--- SUPPLIED DATA Enclosed Below ---

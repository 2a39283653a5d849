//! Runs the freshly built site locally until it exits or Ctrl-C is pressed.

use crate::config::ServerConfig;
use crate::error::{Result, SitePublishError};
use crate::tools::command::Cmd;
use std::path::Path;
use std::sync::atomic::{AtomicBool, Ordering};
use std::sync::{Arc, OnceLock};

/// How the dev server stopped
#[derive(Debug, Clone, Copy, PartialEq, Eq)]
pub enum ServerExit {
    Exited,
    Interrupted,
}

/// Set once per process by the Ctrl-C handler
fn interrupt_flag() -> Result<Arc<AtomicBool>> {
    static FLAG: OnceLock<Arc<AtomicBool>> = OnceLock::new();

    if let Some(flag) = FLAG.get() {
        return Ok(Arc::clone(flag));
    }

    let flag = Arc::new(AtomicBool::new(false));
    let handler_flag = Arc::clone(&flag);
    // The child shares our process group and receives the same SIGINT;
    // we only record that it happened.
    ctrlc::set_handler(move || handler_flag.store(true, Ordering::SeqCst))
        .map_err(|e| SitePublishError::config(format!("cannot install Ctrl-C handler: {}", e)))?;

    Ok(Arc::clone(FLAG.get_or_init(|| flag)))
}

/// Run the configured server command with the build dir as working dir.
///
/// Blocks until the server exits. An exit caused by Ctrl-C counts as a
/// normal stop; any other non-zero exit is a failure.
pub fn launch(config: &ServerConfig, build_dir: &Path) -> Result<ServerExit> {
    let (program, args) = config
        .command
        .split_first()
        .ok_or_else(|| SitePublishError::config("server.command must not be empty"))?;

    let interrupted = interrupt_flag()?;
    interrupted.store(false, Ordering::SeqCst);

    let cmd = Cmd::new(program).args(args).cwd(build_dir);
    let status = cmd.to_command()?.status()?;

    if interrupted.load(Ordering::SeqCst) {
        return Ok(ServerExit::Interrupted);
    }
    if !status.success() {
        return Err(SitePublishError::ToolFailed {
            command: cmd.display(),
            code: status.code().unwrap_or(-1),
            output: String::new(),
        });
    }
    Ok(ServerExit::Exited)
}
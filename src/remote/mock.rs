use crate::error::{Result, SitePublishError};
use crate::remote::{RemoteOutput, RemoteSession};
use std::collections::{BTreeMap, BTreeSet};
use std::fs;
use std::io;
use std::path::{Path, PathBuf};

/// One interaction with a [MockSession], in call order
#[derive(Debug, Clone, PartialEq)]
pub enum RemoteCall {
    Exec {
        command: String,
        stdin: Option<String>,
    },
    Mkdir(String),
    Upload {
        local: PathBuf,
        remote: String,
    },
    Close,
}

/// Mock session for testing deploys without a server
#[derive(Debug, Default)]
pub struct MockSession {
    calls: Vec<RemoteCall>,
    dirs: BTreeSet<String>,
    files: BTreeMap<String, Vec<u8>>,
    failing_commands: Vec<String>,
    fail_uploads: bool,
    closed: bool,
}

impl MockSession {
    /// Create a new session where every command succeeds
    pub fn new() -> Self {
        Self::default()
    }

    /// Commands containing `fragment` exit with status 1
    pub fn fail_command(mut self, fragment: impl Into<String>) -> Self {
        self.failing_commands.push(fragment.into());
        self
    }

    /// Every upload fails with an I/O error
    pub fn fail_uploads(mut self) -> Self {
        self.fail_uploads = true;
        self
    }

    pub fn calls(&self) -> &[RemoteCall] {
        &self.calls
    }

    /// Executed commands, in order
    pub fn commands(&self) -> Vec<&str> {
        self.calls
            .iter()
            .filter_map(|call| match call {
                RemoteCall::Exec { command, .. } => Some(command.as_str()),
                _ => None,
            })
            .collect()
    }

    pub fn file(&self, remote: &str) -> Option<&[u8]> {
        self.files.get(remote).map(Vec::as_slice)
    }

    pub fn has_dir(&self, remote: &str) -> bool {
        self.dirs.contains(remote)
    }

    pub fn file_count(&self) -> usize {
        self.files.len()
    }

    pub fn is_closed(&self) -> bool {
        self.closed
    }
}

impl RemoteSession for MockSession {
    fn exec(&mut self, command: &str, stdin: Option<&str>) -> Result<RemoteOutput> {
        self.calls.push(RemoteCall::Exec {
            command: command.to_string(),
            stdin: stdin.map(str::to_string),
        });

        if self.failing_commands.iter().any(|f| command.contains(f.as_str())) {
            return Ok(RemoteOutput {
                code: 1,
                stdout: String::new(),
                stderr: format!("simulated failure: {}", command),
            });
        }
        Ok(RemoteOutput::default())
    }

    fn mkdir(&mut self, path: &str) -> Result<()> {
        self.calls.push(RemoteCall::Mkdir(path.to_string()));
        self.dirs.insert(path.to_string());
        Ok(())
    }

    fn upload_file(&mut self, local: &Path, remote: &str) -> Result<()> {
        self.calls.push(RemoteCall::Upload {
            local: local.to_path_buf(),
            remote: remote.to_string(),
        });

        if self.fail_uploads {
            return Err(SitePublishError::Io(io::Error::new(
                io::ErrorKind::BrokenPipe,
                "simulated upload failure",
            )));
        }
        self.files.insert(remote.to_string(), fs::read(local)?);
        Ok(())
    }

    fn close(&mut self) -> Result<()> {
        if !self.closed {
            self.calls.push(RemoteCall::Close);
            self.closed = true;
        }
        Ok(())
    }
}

--- End of Enclosed SUPPLIED DATA ---

## TASK TO CARRY OUT
What is needed is a verbatim copy of the data, complete from first line to last.

## YOUR RESPONSE
repository 2a39283653a5d849
//! Runs the freshly built site locally until it exits or Ctrl-C is pressed.

use crate::config::ServerConfig;
use crate::error::{Result, SitePublishError};
use crate::tools::command::Cmd;
use std::path::Path;
use std::sync::atomic::{AtomicBool, Ordering};
use std::sync::{Arc, OnceLock};

/// How the dev server stopped
#[derive(Debug, Clone, Copy, PartialEq, Eq)]
pub enum ServerExit {
    Exited,
    Interrupted,
}

/// Set once per process by the Ctrl-C handler
fn interrupt_flag() -> Result<Arc<AtomicBool>> {
    static FLAG: OnceLock<Arc<AtomicBool>> = OnceLock::new();

    if let Some(flag) = FLAG.get() {
        return Ok(Arc::clone(flag));
    }

    let flag = Arc::new(AtomicBool::new(false));
    let handler_flag = Arc::clone(&flag);
    // The child shares our process group and receives the same SIGINT;
    // we only record that it happened.
    ctrlc::set_handler(move || handler_flag.store(true, Ordering::SeqCst))
        .map_err(|e| SitePublishError::config(format!("cannot install Ctrl-C handler: {}", e)))?;

    Ok(Arc::clone(FLAG.get_or_init(|| flag)))
}

/// Run the configured server command with the build dir as working dir.
///
/// Blocks until the server exits. An exit caused by Ctrl-C counts as a
/// normal stop; any other non-zero exit is a failure.
pub fn launch(config: &ServerConfig, build_dir: &Path) -> Result<ServerExit> {
    let (program, args) = config
        .command
        .split_first()
        .ok_or_else(|| SitePublishError::config("server.command must not be empty"))?;

    let interrupted = interrupt_flag()?;
    interrupted.store(false, Ordering::SeqCst);

    let cmd = Cmd::new(program).args(args).cwd(build_dir);
    let status = cmd.to_command()?.status()?;

    if interrupted.load(Ordering::SeqCst) {
        return Ok(ServerExit::Interrupted);
    }
    if !status.success() {
        return Err(SitePublishError::ToolFailed {
            command: cmd.display(),
            code: status.code().unwrap_or(-1),
            output: String::new(),
        });
    }
    Ok(ServerExit::Exited)
}
filename src/remote/mock.rs
use crate::error::{Result, SitePublishError};
use crate::remote::{RemoteOutput, RemoteSession};
use std::collections::{BTreeMap, BTreeSet};
use std::fs;
use std::io;
use std::path::{Path, PathBuf};

/// One interaction with a [MockSession], in call order
#[derive(Debug, Clone, PartialEq)]
pub enum RemoteCall {
    Exec {
        command: String,
        stdin: Option<String>,
    },
    Mkdir(String),
    Upload {
        local: PathBuf,
        remote: String,
    },
    Close,
}

/// Mock session for testing deploys without a server
#[derive(Debug, Default)]
pub struct MockSession {
    calls: Vec<RemoteCall>,
    dirs: BTreeSet<String>,
    files: BTreeMap<String, Vec<u8>>,
    failing_commands: Vec<String>,
    fail_uploads: bool,
    closed: bool,
}

impl MockSession {
    /// Create a new session where every command succeeds
    pub fn new() -> Self {
        Self::default()
    }

    /// Commands containing `fragment` exit with status 1
    pub fn fail_command(mut self, fragment: impl Into<String>) -> Self {
        self.failing_commands.push(fragment.into());
        self
    }

    /// Every upload fails with an I/O error
    pub fn fail_uploads(mut self) -> Self {
        self.fail_uploads = true;
        self
    }

    pub fn calls(&self) -> &[RemoteCall] {
        &self.calls
    }

    /// Executed commands, in order
    pub fn commands(&self) -> Vec<&str> {
        self.calls
            .iter()
            .filter_map(|call| match call {
                RemoteCall::Exec { command, .. } => Some(command.as_str()),
                _ => None,
            })
            .collect()
    }

    pub fn file(&self, remote: &str) -> Option<&[u8]> {
        self.files.get(remote).map(Vec::as_slice)
    }

    pub fn has_dir(&self, remote: &str) -> bool {
        self.dirs.contains(remote)
    }

    pub fn file_count(&self) -> usize {
        self.files.len()
    }

    pub fn is_closed(&self) -> bool {
        self.closed
    }
}

impl RemoteSession for MockSession {
    fn exec(&mut self, command: &str, stdin: Option<&str>) -> Result<RemoteOutput> {
        self.calls.push(RemoteCall::Exec {
            command: command.to_string(),
            stdin: stdin.map(str::to_string),
        });

        if self.failing_commands.iter().any(|f| command.contains(f.as_str())) {
            return Ok(RemoteOutput {
                code: 1,
                stdout: String::new(),
                stderr: format!("simulated failure: {}", command),
            });
        }
        Ok(RemoteOutput::default())
    }

    fn mkdir(&mut self, path: &str) -> Result<()> {
        self.calls.push(RemoteCall::Mkdir(path.to_string()));
        self.dirs.insert(path.to_string());
        Ok(())
    }

    fn upload_file(&mut self, local: &Path, remote: &str) -> Result<()> {
        self.calls.push(RemoteCall::Upload {
            local: local.to_path_buf(),
            remote: remote.to_string(),
        });

        if self.fail_uploads {
            return Err(SitePublishError::Io(io::Error::new(
                io::ErrorKind::BrokenPipe,
                "simulated upload failure",
            )));
        }
        self.files.insert(remote.to_string(), fs::read(local)?);
        Ok(())
    }

    fn close(&mut self) -> Result<()> {
        if !self.closed {
            self.calls.push(RemoteCall::Close);
            self.closed = true;
        }
        Ok(())
    }
}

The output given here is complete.